UK ISAs can be transferred between providers without using new allowance, provided the transfer is initiated correctly through the new provider. This guide covers the rules for current-year vs prior-year, cross-type transfers, and the Lifetime ISA exception.

Key facts

  • ISA transfers initiated through the new provider, not by withdrawing and redepositing.
  • Current-year contributions normally transferred in full only.
  • Prior-year contributions: partial transfers permitted.
  • Cash ISA to Cash ISA, S&S to S&S, and cross-type transfers permitted.
  • Transfer completion typically 15 working days for Cash, up to 30 days for S&S.
  • Lifetime ISA can only transfer to another LISA.
  • Junior ISA can transfer between providers but not to adult ISA except at 18.
  • Provider transfer forms reference the source ISA's tax year contributions.

An ISA transfer moves the balance between providers while preserving the tax-free wrapper.
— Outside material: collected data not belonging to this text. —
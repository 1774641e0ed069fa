//! Shared types, errors, and configuration for Libris.
//!
//! This crate provides common types used across all other crates:
//! - Typed IDs for type-safe entity references
//! - Pagination types for list endpoints
//! - Application-wide error types
//! - Configuration management (including the lending policy knobs)
//! - JWT claims and token service

pub mod auth;
pub mod config;
pub mod error;
pub mod jwt;
pub mod types;

pub use auth::Claims;
pub use config::{AppConfig, LendingConfig};
pub use error::{AppError, AppResult};
pub use jwt::{JwtConfig, JwtError, JwtService};
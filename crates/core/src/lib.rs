//! Core business logic for Libris.
//!
//! This crate contains pure business logic with ZERO web or database dependencies.
//! All domain types, validation rules, and calculations live here.
//!
//! # Modules
//!
//! - `lending` - Borrow/return ledger rules, overdue checks, review eligibility
//! - `review` - Ratings and average rating arithmetic
//! - `catalog` - Book, author and category validation
//! - `auth` - Password hashing and account validation
//! - `dashboard` - Dashboard, home page and profile statistics types

pub mod auth;
pub mod catalog;
pub mod dashboard;
pub mod lending;
pub mod review;
//! Router test harness: a migrated in-memory database, a fixed clock and
//! helpers to issue JSON requests.

#![allow(dead_code)]

use std::sync::Arc;

use axum::{
    Router,
    body::Body,
    http::{Method, Request, StatusCode, header},
};
use chrono::NaiveDate;
use http_body_util::BodyExt;
use serde_json::{Value, json};
use tower::ServiceExt;

use libris_api::{AppState, create_router};
use libris_core::auth::validate_registration;
use libris_core::lending::{FixedClock, LendingPolicy, LendingService};
use libris_db::UserRepository;
use libris_db::migration::{Migrator, MigratorTrait};
use libris_shared::{JwtConfig, JwtService};

pub fn start_date() -> NaiveDate {
    NaiveDate::from_ymd_opt(2026, 3, 2).expect("valid date")
}

pub struct TestApp {
    pub router: Router,
    pub state: AppState,
    pub clock: Arc<FixedClock>,
}

impl TestApp {
    pub async fn new() -> Self {
        Self::with_policy(LendingPolicy::default()).await
    }

    pub async fn with_policy(policy: LendingPolicy) -> Self {
        let db = libris_db::connect_with_pool("sqlite::memory:", 1, 1)
            .await
            .expect("Failed to open in-memory database");
        Migrator::up(&db, None)
            .await
            .expect("Failed to run migrations");

        let clock = Arc::new(FixedClock::new(start_date()));
        let state = AppState {
            db: Arc::new(db),
            jwt_service: Arc::new(JwtService::new(JwtConfig::default())),
            lending: LendingService::new(policy),
            clock: clock.clone(),
        };
        Self {
            router: create_router(state.clone()),
            state,
            clock,
        }
    }

    /// Registers an account directly and returns a bearer token for it.
    pub async fn token_for(&self, username: &str, is_staff: bool) -> String {
        let account = validate_registration(
            username,
            &format!("{username}@example.com"),
            "Test",
            "User",
            None,
            "password123",
            "password123",
        )
        .expect("valid registration");
        let created = UserRepository::new((*self.state.db).clone())
            .register(account, "$argon2id$test_hash".to_string(), is_staff, start_date())
            .await
            .expect("Failed to register");
        self.state
            .jwt_service
            .generate_access_token(created.user.id, is_staff)
            .expect("Failed to sign token")
    }

    pub async fn request(
        &self,
        method: Method,
        uri: &str,
        token: Option<&str>,
        body: Option<Value>,
    ) -> (StatusCode, Value) {
        let mut builder = Request::builder().method(method).uri(uri);
        if let Some(token) = token {
            builder = builder.header(header::AUTHORIZATION, format!("Bearer {token}"));
        }
        let request = match body {
            Some(body) => builder
                .header(header::CONTENT_TYPE, "application/json")
                .body(Body::from(body.to_string())),
            None => builder.body(Body::empty()),
        }
        .expect("valid request");

        let response = self
            .router
            .clone()
            .oneshot(request)
            .await
            .expect("router is infallible");
        let status = response.status();
        let bytes = response
            .into_body()
            .collect()
            .await
            .expect("readable body")
            .to_bytes();
        let value = if bytes.is_empty() {
            Value::Null
        } else {
            serde_json::from_slice(&bytes).unwrap_or(Value::Null)
        };
        (status, value)
    }

    pub async fn get(&self, uri: &str, token: Option<&str>) -> (StatusCode, Value) {
        self.request(Method::GET, uri, token, None).await
    }

    pub async fn post(&self, uri: &str, token: Option<&str>, body: Value) -> (StatusCode, Value) {
        self.request(Method::POST, uri, token, Some(body)).await
    }

    /// Adds a book through the staff API and returns its id.
    pub async fn add_book(&self, staff_token: &str, title: &str, copies: i32) -> String {
        let (status, body) = self
            .post(
                "/api/v1/books",
                Some(staff_token),
                json!({ "title": title, "total_copies": copies }),
            )
            .await;
        assert_eq!(status, StatusCode::CREATED, "{body}");
        body["id"].as_str().expect("book id").to_string()
    }
}
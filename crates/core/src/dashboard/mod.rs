//! Staff dashboard, public home page and profile statistics.

pub mod types;

pub use types::*;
The procedure is initiated by the new provider; withdrawing the balance and redepositing at a different provider would lose the tax-free status because the redeposit counts as a fresh contribution against current-year allowance.

This guide covers the transfer rules, the differences between current-year and prior-year balances, the cross-type transfer mechanics, and the specific exceptions for Lifetime and Junior ISAs.
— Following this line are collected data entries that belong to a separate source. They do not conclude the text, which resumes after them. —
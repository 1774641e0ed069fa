//! The signed-in user's own profile.

use axum::{Json, Router, extract::State, routing::get};
use chrono::NaiveDate;
use serde::Serialize;

use super::auth::user_info;
use crate::error::{ApiError, ApiResult};
use crate::{AppState, middleware::auth::AuthUser};
use libris_core::auth::{hash_password, validate_profile_update};
use libris_core::dashboard::ProfileStats;
use libris_db::UserRepository;
use libris_db::repositories::UserWithProfile;
use libris_shared::AppError;
use libris_shared::auth::{UpdateProfileRequest, UserInfo};

/// Creates the profile routes (requires auth middleware).
pub fn routes() -> Router<AppState> {
    Router::new().route("/me/profile", get(get_profile).patch(update_profile))
}

/// Profile response.
#[derive(Debug, Serialize)]
pub struct ProfileResponse {
    /// Account.
    pub user: UserInfo,
    /// Phone from the student profile.
    pub phone: String,
    /// Date the profile was created.
    pub joined_date: Option<NaiveDate>,
    /// Borrowing statistics.
    pub stats: ProfileStats,
}

impl ProfileResponse {
    fn new(account: &UserWithProfile, stats: ProfileStats) -> Self {
        Self {
            user: user_info(&account.user),
            phone: account
                .profile
                .as_ref()
                .map(|p| p.phone.clone())
                .unwrap_or_default(),
            joined_date: account.profile.as_ref().map(|p| p.joined_date),
            stats,
        }
    }
}

/// GET `/me/profile` - Your account, profile and borrowing stats.
async fn get_profile(
    State(state): State<AppState>,
    auth: AuthUser,
) -> ApiResult<Json<ProfileResponse>> {
    let repo = UserRepository::new((*state.db).clone());
    let account = repo
        .find_with_profile(auth.user_id())
        .await?
        .ok_or_else(|| ApiError(AppError::NotFound("User not found".to_string())))?;
    let stats = repo.profile_stats(auth.user_id()).await?;
    Ok(Json(ProfileResponse::new(&account, stats)))
}

/// PATCH `/me/profile` - Update names, email, phone or password.
async fn update_profile(
    State(state): State<AppState>,
    auth: AuthUser,
    Json(payload): Json<UpdateProfileRequest>,
) -> ApiResult<Json<ProfileResponse>> {
    let changes = validate_profile_update(
        payload.first_name.as_deref(),
        payload.last_name.as_deref(),
        payload.email.as_deref(),
        payload.phone.as_deref(),
        payload.new_password.as_deref(),
        payload.confirm_password.as_deref(),
    )?;
    let new_hash = changes
        .new_password
        .as_deref()
        .map(hash_password)
        .transpose()?;

    let repo = UserRepository::new((*state.db).clone());
    let account = repo
        .update_profile(auth.user_id(), changes, new_hash, state.today())
        .await?;
    let stats = repo.profile_stats(auth.user_id()).await?;
    Ok(Json(ProfileResponse::new(&account, stats)))
}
How the transfer process works

The saver opens an ISA with the new provider (or uses an existing one). The new provider's ISA transfer form is completed specifying the source ISA's provider, account number, and amount or 'full balance'. The new provider sends the request to the source provider via the ISA transfer infrastructure.

The source provider releases the funds and closes the source account (for full transfers) or reduces the balance (for partial). The funds arrive at the new provider; the new provider credits the ISA and confirms the transfer to the saver. The full process typically takes 15 working days for Cash ISA to Cash ISA transfers.

Stocks and Shares ISA transfers can take 20 to 30 days because the underlying investments must either be transferred in-specie (moved without selling, if both providers support the same fund or share) or sold to cash and transferred. In-specie transfer preserves market exposure but may not be available for all investments; cash transfers create a brief out-of-market period.

Edge case: where the source ISA holds current-year contributions, the source provider may require the full current-year amount to be transferred or none. The reason is administrative: an ISA contribution year is tracked at the original provider, and partial transfers complicate the year-end declaration. Prior-year balances can be partially transferred.

Current year vs prior year

Current-year contributions are those made within the tax year of the transfer. Prior-year contributions are from any previous tax year. The distinction matters because current-year contributions are tracked specifically for the GBP 20,000 allowance reporting; HMRC's ISA framework requires accurate year-of-contribution tracking.

Current-year contributions can normally be transferred only in full. A saver who has contributed GBP 8,000 to a Cash ISA in the current year can transfer the full GBP 8,000 to a new provider; they cannot transfer GBP 4,000 and leave GBP 4,000 at the original provider. This rule prevents fragmentation of year-of-contribution tracking.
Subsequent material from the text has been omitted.